(Beginning of Data excerpts)

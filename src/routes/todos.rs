use crate::{
    auth::AuthenticatedUser,
    error::AppError,
    models::{CompletionInput, NewTodo, TodoChanges, TodoInput, TodoUpdate},
    state::AppState,
};
use actix_web::{delete, get, patch, post, put, web, HttpResponse, Responder};
use serde_json::json;
use validator::Validate;

/// Body of every 404 for a todo, whether it is missing or owned by someone else.
pub const TODO_NOT_FOUND_MESSAGE: &str = "Todo not found";

pub(crate) fn todo_not_found() -> AppError {
    AppError::NotFound(TODO_NOT_FOUND_MESSAGE.into())
}

/// Lists the caller's todos in creation order.
///
/// ## Responses:
/// - `200 OK`: JSON array of `Todo` objects owned by the caller.
/// - `401 Unauthorized`: missing, invalid or expired token.
#[get("")]
pub async fn list_todos(
    state: web::Data<AppState>,
    user: AuthenticatedUser,
) -> Result<impl Responder, AppError> {
    let todos = state.todos.list_todos(user.id).await?;
    Ok(HttpResponse::Ok().json(todos))
}

/// Creates a todo owned by the caller.
///
/// ## Request Body:
/// - `title`: required, 1 to 200 characters after trimming.
/// - `description` (optional).
/// - `completed` (optional): defaults to `false`.
///
/// ## Responses:
/// - `200 OK`: the created `Todo`.
/// - `400 Bad Request`: validation failure.
/// - `401 Unauthorized`: missing, invalid or expired token.
#[post("")]
pub async fn create_todo(
    state: web::Data<AppState>,
    user: AuthenticatedUser,
    todo_data: web::Json<TodoInput>,
) -> Result<impl Responder, AppError> {
    todo_data.validate()?;

    let todo = state
        .todos
        .create_todo(user.id, NewTodo::from(todo_data.into_inner()))
        .await?;
    Ok(HttpResponse::Ok().json(todo))
}

/// Retrieves one of the caller's todos.
///
/// ## Responses:
/// - `200 OK`: the `Todo`.
/// - `401 Unauthorized`: missing, invalid or expired token.
/// - `404 Not Found`: no todo with this id belongs to the caller.
#[get("/{id}")]
pub async fn get_todo(
    state: web::Data<AppState>,
    user: AuthenticatedUser,
    todo_id: web::Path<i32>,
) -> Result<impl Responder, AppError> {
    let todo = state
        .todos
        .get_todo(user.id, todo_id.into_inner())
        .await?
        .ok_or_else(todo_not_found)?;
    Ok(HttpResponse::Ok().json(todo))
}

/// Applies a partial update to one of the caller's todos.
///
/// Fields missing from the body are left unchanged; `"description": null`
/// clears the description.
///
/// ## Responses:
/// - `200 OK`: the updated `Todo`.
/// - `400 Bad Request`: validation failure.
/// - `401 Unauthorized`: missing, invalid or expired token.
/// - `404 Not Found`: no todo with this id belongs to the caller.
#[put("/{id}")]
pub async fn update_todo(
    state: web::Data<AppState>,
    user: AuthenticatedUser,
    todo_id: web::Path<i32>,
    todo_data: web::Json<TodoUpdate>,
) -> Result<impl Responder, AppError> {
    todo_data.validate()?;

    let todo = state
        .todos
        .update_todo(
            user.id,
            todo_id.into_inner(),
            TodoChanges::from(todo_data.into_inner()),
        )
        .await?
        .ok_or_else(todo_not_found)?;
    Ok(HttpResponse::Ok().json(todo))
}

/// Sets the completion flag of one of the caller's todos to the given value.
///
/// ## Request Body:
/// - `completed`: the new value of the flag.
///
/// ## Responses:
/// - `200 OK`: the updated `Todo`.
/// - `401 Unauthorized`: missing, invalid or expired token.
/// - `404 Not Found`: no todo with this id belongs to the caller.
#[patch("/{id}/complete")]
pub async fn complete_todo(
    state: web::Data<AppState>,
    user: AuthenticatedUser,
    todo_id: web::Path<i32>,
    completion: web::Json<CompletionInput>,
) -> Result<impl Responder, AppError> {
    let todo = state
        .todos
        .set_completed(user.id, todo_id.into_inner(), completion.completed)
        .await?
        .ok_or_else(todo_not_found)?;
    Ok(HttpResponse::Ok().json(todo))
}

/// Deletes one of the caller's todos.
///
/// ## Responses:
/// - `200 OK`: confirmation message.
/// - `401 Unauthorized`: missing, invalid or expired token.
/// - `404 Not Found`: no todo with this id belongs to the caller.
#[delete("/{id}")]
pub async fn delete_todo(
    state: web::Data<AppState>,
    user: AuthenticatedUser,
    todo_id: web::Path<i32>,
) -> Result<impl Responder, AppError> {
    if !state.todos.delete_todo(user.id, todo_id.into_inner()).await? {
        return Err(todo_not_found());
    }
    Ok(HttpResponse::Ok().json(json!({ "message": "Todo deleted successfully" })))
}
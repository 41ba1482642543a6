use super::{TodoStore, UserStore, EMAIL_TAKEN_MESSAGE};
use crate::error::AppError;
use crate::models::{NewTodo, Todo, TodoChanges, User};
use async_trait::async_trait;
use chrono::Utc;
use tokio::sync::RwLock;

#[derive(Default)]
struct Tables {
    users: Vec<User>,
    todos: Vec<Todo>,
    next_user_id: i32,
    next_todo_id: i32,
}

/// Process-local store used when no database is configured, and by tests.
///
/// Each mutation runs under a single write lock, so the ownership check and the
/// change it guards cannot interleave with another request.
#[derive(Default)]
pub struct MemoryStore {
    tables: RwLock<Tables>,
}

impl MemoryStore {
    pub fn new() -> Self {
        Self::default()
    }
}

#[async_trait]
impl UserStore for MemoryStore {
    async fn create_user(&self, email: &str, password_hash: &str) -> Result<User, AppError> {
        let mut tables = self.tables.write().await;
        if tables.users.iter().any(|user| user.email == email) {
            return Err(AppError::BadRequest(EMAIL_TAKEN_MESSAGE.into()));
        }

        tables.next_user_id += 1;
        let now = Utc::now();
        let user = User {
            id: tables.next_user_id,
            email: email.to_string(),
            password_hash: password_hash.to_string(),
            created_at: now,
            updated_at: now,
        };
        tables.users.push(user.clone());
        Ok(user)
    }

    async fn find_user_by_email(&self, email: &str) -> Result<Option<User>, AppError> {
        let tables = self.tables.read().await;
        Ok(tables.users.iter().find(|user| user.email == email).cloned())
    }

    async fn find_user_by_id(&self, id: i32) -> Result<Option<User>, AppError> {
        let tables = self.tables.read().await;
        Ok(tables.users.iter().find(|user| user.id == id).cloned())
    }
}

#[async_trait]
impl TodoStore for MemoryStore {
    async fn create_todo(&self, owner: i32, todo: NewTodo) -> Result<Todo, AppError> {
        let mut tables = self.tables.write().await;
        tables.next_todo_id += 1;
        let now = Utc::now();
        let todo = Todo {
            id: tables.next_todo_id,
            user_id: owner,
            title: todo.title,
            description: todo.description,
            completed: todo.completed,
            created_at: now,
            updated_at: now,
        };
        tables.todos.push(todo.clone());
        Ok(todo)
    }

    async fn list_todos(&self, owner: i32) -> Result<Vec<Todo>, AppError> {
        let tables = self.tables.read().await;
        Ok(tables
            .todos
            .iter()
            .filter(|todo| todo.user_id == owner)
            .cloned()
            .collect())
    }

    async fn get_todo(&self, owner: i32, id: i32) -> Result<Option<Todo>, AppError> {
        let tables = self.tables.read().await;
        Ok(tables
            .todos
            .iter()
            .find(|todo| todo.id == id && todo.user_id == owner)
            .cloned())
    }

    async fn update_todo(
        &self,
        owner: i32,
        id: i32,
        changes: TodoChanges,
    ) -> Result<Option<Todo>, AppError> {
        let mut tables = self.tables.write().await;
        Ok(tables
            .todos
            .iter_mut()
            .find(|todo| todo.id == id && todo.user_id == owner)
            .map(|todo| {
                todo.apply(changes);
                todo.clone()
            }))
    }

    async fn delete_todo(&self, owner: i32, id: i32) -> Result<bool, AppError> {
        let mut tables = self.tables.write().await;
        let before = tables.todos.len();
        tables
            .todos
            .retain(|todo| !(todo.id == id && todo.user_id == owner));
        Ok(tables.todos.len() < before)
    }
}
use actix_web::{
    body::EitherBody,
    dev::{forward_ready, Service, ServiceRequest, ServiceResponse, Transform},
    http::header,
    web, Error, HttpMessage,
};
use futures::future::{ready, LocalBoxFuture, Ready};
use std::rc::Rc;

use crate::auth::identity::{resolve_identity, AuthenticatedUser};
use crate::error::AppError;
use crate::state::AppState;

/// Authenticates every request passing through the wrapped scope.
///
/// On success the resolved [`AuthenticatedUser`] is stored in the request
/// extensions for handlers to extract. On failure the request never reaches the
/// handler and the error is rendered as the response.
pub struct AuthMiddleware;

impl<S, B> Transform<S, ServiceRequest> for AuthMiddleware
where
    S: Service<ServiceRequest, Response = ServiceResponse<B>, Error = Error> + 'static,
    S::Future: 'static,
    B: 'static,
{
    type Response = ServiceResponse<EitherBody<B>>;
    type Error = Error;
    type Transform = AuthMiddlewareService<S>;
    type InitError = ();
    type Future = Ready<Result<Self::Transform, Self::InitError>>;

    fn new_transform(&self, service: S) -> Self::Future {
        ready(Ok(AuthMiddlewareService {
            service: Rc::new(service),
        }))
    }
}

pub struct AuthMiddlewareService<S> {
    service: Rc<S>,
}

impl<S, B> Service<ServiceRequest> for AuthMiddlewareService<S>
where
    S: Service<ServiceRequest, Response = ServiceResponse<B>, Error = Error> + 'static,
    S::Future: 'static,
    B: 'static,
{
    type Response = ServiceResponse<EitherBody<B>>;
    type Error = Error;
    type Future = LocalBoxFuture<'static, Result<Self::Response, Self::Error>>;

    forward_ready!(service);

    fn call(&self, req: ServiceRequest) -> Self::Future {
        let service = Rc::clone(&self.service);

        Box::pin(async move {
            let identity = authenticate(&req).await;
            match identity {
                Ok(user) => {
                    req.extensions_mut().insert(user);
                    let res = service.call(req).await?;
                    Ok(res.map_into_left_body())
                }
                Err(err) => Ok(req.error_response(err).map_into_right_body()),
            }
        })
    }
}

async fn authenticate(req: &ServiceRequest) -> Result<AuthenticatedUser, AppError> {
    let state = req
        .app_data::<web::Data<AppState>>()
        .cloned()
        .ok_or_else(|| {
            AppError::InternalServerError("application state is not configured".into())
        })?;

    let authorization = req
        .headers()
        .get(header::AUTHORIZATION)
        .and_then(|value| value.to_str().ok())
        .map(str::to_owned);

    resolve_identity(authorization.as_deref(), &state.tokens, state.users.as_ref()).await
}
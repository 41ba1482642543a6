#![doc = "The `todo_vault` library crate."]
#![doc = ""]
#![doc = "Per-user todo lists behind stateless bearer tokens. The crate holds the"]
#![doc = "credential hashing, token service, identity resolution, ownership-scoped"]
#![doc = "storage and the actix-web routes. The binary (`main.rs`) loads configuration,"]
#![doc = "builds an `AppState` and serves `routes::config`."]

pub mod auth;
pub mod config;
pub mod error;
pub mod models;
pub mod routes;
pub mod state;
pub mod store;

pub use crate::error::AppError;
pub use crate::state::AppState;
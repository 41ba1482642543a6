pub mod todo;
pub mod user;

pub use todo::{CompletionInput, NewTodo, Todo, TodoChanges, TodoInput, TodoUpdate};
pub use user::{normalize_email, User};
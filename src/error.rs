//!
//! # Error Handling
//!
//! This module defines `AppError`, the single error type returned by handlers,
//! stores and the authentication layer.
//!
//! `AppError` implements `actix_web::error::ResponseError`, so a handler returning
//! `Result<_, AppError>` is turned into a JSON `{ "error": ... }` response with the
//! matching status code. Internal failures are logged here and replaced by a
//! generic message before they reach the client.

use actix_web::{error::ResponseError, http::header, http::StatusCode, HttpResponse};
use serde_json::json;
use std::fmt;
use validator::ValidationErrors;

/// Message returned for every 500 response.
pub const INTERNAL_ERROR_MESSAGE: &str = "Internal server error";

/// Represents all possible errors that can occur within the application.
#[derive(Debug)]
pub enum AppError {
    /// Authentication failed or is missing (HTTP 401).
    /// Responses carry a `WWW-Authenticate: Bearer` challenge.
    Unauthorized(String),
    /// Malformed request or a rejected operation such as a duplicate registration (HTTP 400).
    BadRequest(String),
    /// The requested resource does not exist for this caller (HTTP 404).
    NotFound(String),
    /// Unexpected server-side failure (HTTP 500). The message is logged, never sent.
    InternalServerError(String),
    /// Failure reported by the storage backend (HTTP 500). The message is logged, never sent.
    DatabaseError(String),
    /// Input failed field validation (HTTP 400).
    ValidationError(String),
}

impl fmt::Display for AppError {
    fn fmt(&self, f: &mut fmt::Formatter) -> fmt::Result {
        match self {
            AppError::Unauthorized(msg) => write!(f, "Unauthorized: {}", msg),
            AppError::BadRequest(msg) => write!(f, "Bad Request: {}", msg),
            AppError::NotFound(msg) => write!(f, "Not Found: {}", msg),
            AppError::InternalServerError(msg) => write!(f, "Internal Server Error: {}", msg),
            AppError::DatabaseError(msg) => write!(f, "Database Error: {}", msg),
            AppError::ValidationError(msg) => write!(f, "Validation Error: {}", msg),
        }
    }
}

impl ResponseError for AppError {
    fn status_code(&self) -> StatusCode {
        match self {
            AppError::Unauthorized(_) => StatusCode::UNAUTHORIZED,
            AppError::BadRequest(_) | AppError::ValidationError(_) => StatusCode::BAD_REQUEST,
            AppError::NotFound(_) => StatusCode::NOT_FOUND,
            AppError::InternalServerError(_) | AppError::DatabaseError(_) => {
                StatusCode::INTERNAL_SERVER_ERROR
            }
        }
    }

    fn error_response(&self) -> HttpResponse {
        match self {
            AppError::Unauthorized(msg) => HttpResponse::Unauthorized()
                .insert_header((header::WWW_AUTHENTICATE, "Bearer"))
                .json(json!({ "error": msg })),
            AppError::BadRequest(msg) | AppError::ValidationError(msg) => {
                HttpResponse::BadRequest().json(json!({ "error": msg }))
            }
            AppError::NotFound(msg) => HttpResponse::NotFound().json(json!({ "error": msg })),
            AppError::InternalServerError(_) | AppError::DatabaseError(_) => {
                log::error!("{}", self);
                HttpResponse::InternalServerError().json(json!({
                    "error": INTERNAL_ERROR_MESSAGE
                }))
            }
        }
    }
}

/// `RowNotFound` becomes `NotFound`; every other database error is internal.
impl From<sqlx::Error> for AppError {
    fn from(error: sqlx::Error) -> AppError {
        match error {
            sqlx::Error::RowNotFound => AppError::NotFound("Record not found".into()),
            _ => AppError::DatabaseError(error.to_string()),
        }
    }
}

impl From<sqlx::migrate::MigrateError> for AppError {
    fn from(error: sqlx::migrate::MigrateError) -> AppError {
        AppError::DatabaseError(format!("migration failed: {}", error))
    }
}

/// The detailed validation messages are preserved for the client.
impl From<ValidationErrors> for AppError {
    fn from(error: ValidationErrors) -> AppError {
        AppError::ValidationError(error.to_string())
    }
}

/// Token encoding failures are internal; decoding failures never reach this
/// conversion because verification reports them as an absent result.
impl From<jsonwebtoken::errors::Error> for AppError {
    fn from(error: jsonwebtoken::errors::Error) -> AppError {
        AppError::InternalServerError(format!("token error: {}", error))
    }
}

impl From<bcrypt::BcryptError> for AppError {
    fn from(error: bcrypt::BcryptError) -> AppError {
        AppError::InternalServerError(format!("password hashing failed: {}", error))
    }
}

impl From<actix_web::error::BlockingError> for AppError {
    fn from(error: actix_web::error::BlockingError) -> AppError {
        AppError::InternalServerError(format!("blocking task failed: {}", error))
    }
}
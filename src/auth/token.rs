use crate::error::AppError;
use chrono::{Duration, Utc};
use jsonwebtoken::{decode, encode, Algorithm, DecodingKey, EncodingKey, Header, Validation};
use serde::{Deserialize, Serialize};

/// Lifetime applied when a caller does not ask for a specific one.
pub const DEFAULT_TOKEN_TTL_MINUTES: i64 = 15;

/// Represents the claims encoded within a JWT (JSON Web Token).
#[derive(Debug, Serialize, Deserialize, Clone, PartialEq, Eq)]
pub struct Claims {
    /// Subject of the token: the user's id.
    pub sub: i32,
    /// Email of the user at the time the token was issued.
    pub email: String,
    /// Issued-at timestamp (seconds since epoch).
    pub iat: u64,
    /// Expiration timestamp (seconds since epoch).
    pub exp: u64,
}

/// Issues and verifies HMAC-signed access tokens.
///
/// Holds the process-wide signing secret. It is built once at startup and never
/// changes afterwards; verification is pure computation and needs no lock or I/O.
#[derive(Clone)]
pub struct TokenService {
    encoding_key: EncodingKey,
    decoding_key: DecodingKey,
    algorithm: Algorithm,
    validation: Validation,
}

impl TokenService {
    pub fn new(secret: &[u8], algorithm: Algorithm) -> Self {
        let mut validation = Validation::new(algorithm);
        // Expiry is checked by `verify_at` so that a token expiring exactly now is rejected.
        validation.validate_exp = false;
        validation.leeway = 0;
        validation.set_required_spec_claims(&["exp"]);

        Self {
            encoding_key: EncodingKey::from_secret(secret),
            decoding_key: DecodingKey::from_secret(secret),
            algorithm,
            validation,
        }
    }

    /// Issues a token for the given user, valid for `ttl` or
    /// [`DEFAULT_TOKEN_TTL_MINUTES`] when `ttl` is `None`.
    pub fn issue(
        &self,
        user_id: i32,
        email: &str,
        ttl: Option<Duration>,
    ) -> Result<String, AppError> {
        self.issue_at(user_id, email, ttl, now_timestamp())
    }

    fn issue_at(
        &self,
        user_id: i32,
        email: &str,
        ttl: Option<Duration>,
        now: u64,
    ) -> Result<String, AppError> {
        let ttl = ttl.unwrap_or_else(|| Duration::minutes(DEFAULT_TOKEN_TTL_MINUTES));
        let ttl_secs = u64::try_from(ttl.num_seconds())
            .map_err(|_| AppError::InternalServerError("token lifetime must be positive".into()))?;

        let claims = Claims {
            sub: user_id,
            email: email.to_string(),
            iat: now,
            exp: now + ttl_secs,
        };

        Ok(encode(&Header::new(self.algorithm), &claims, &self.encoding_key)?)
    }

    /// Verifies the signature, algorithm and expiry of a token.
    ///
    /// Returns `None` for every kind of invalid token. The reason is only logged.
    pub fn verify(&self, token: &str) -> Option<Claims> {
        self.verify_at(token, now_timestamp())
    }

    fn verify_at(&self, token: &str, now: u64) -> Option<Claims> {
        let claims = match decode::<Claims>(token, &self.decoding_key, &self.validation) {
            Ok(data) => data.claims,
            Err(e) => {
                log::debug!("rejected token: {}", e);
                return None;
            }
        };

        if claims.exp <= now {
            log::debug!("rejected token: expired at {}", claims.exp);
            return None;
        }
        Some(claims)
    }
}

fn now_timestamp() -> u64 {
    u64::try_from(Utc::now().timestamp()).unwrap_or(0)
}
use actix_cors::Cors;
use actix_web::{middleware::Logger, web, App, HttpServer};
use std::io;
use todo_vault::{config::Config, routes, AppState};

#[actix_web::main]
async fn main() -> io::Result<()> {
    dotenv::dotenv().ok();
    env_logger::Builder::from_env(env_logger::Env::default().default_filter_or("info")).init();

    let config =
        Config::from_env().map_err(|e| io::Error::new(io::ErrorKind::InvalidInput, e))?;
    let state = AppState::init(&config)
        .await
        .map_err(|e| io::Error::new(io::ErrorKind::Other, e.to_string()))?;
    let state = web::Data::new(state);

    log::info!("Starting todo-vault server at {}", config.server_url());
    HttpServer::new(move || {
        App::new()
            .app_data(state.clone())
            .wrap(
                Cors::default()
                    .allow_any_origin()
                    .allow_any_method()
                    .allow_any_header()
                    .max_age(3600),
            )
            .wrap(routes::security_headers())
            .wrap(Logger::default())
            .configure(routes::config)
    })
    .bind((config.server_host.as_str(), config.server_port))?
    .run()
    .await
}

(End of Data excerpts)

** Task instructions **
Lines above that contain the string "does" make up the answer.

** Written answer **
    /// The requested resource does not exist for this caller (HTTP 404).
/// Lifetime applied when a caller does not ask for a specific one.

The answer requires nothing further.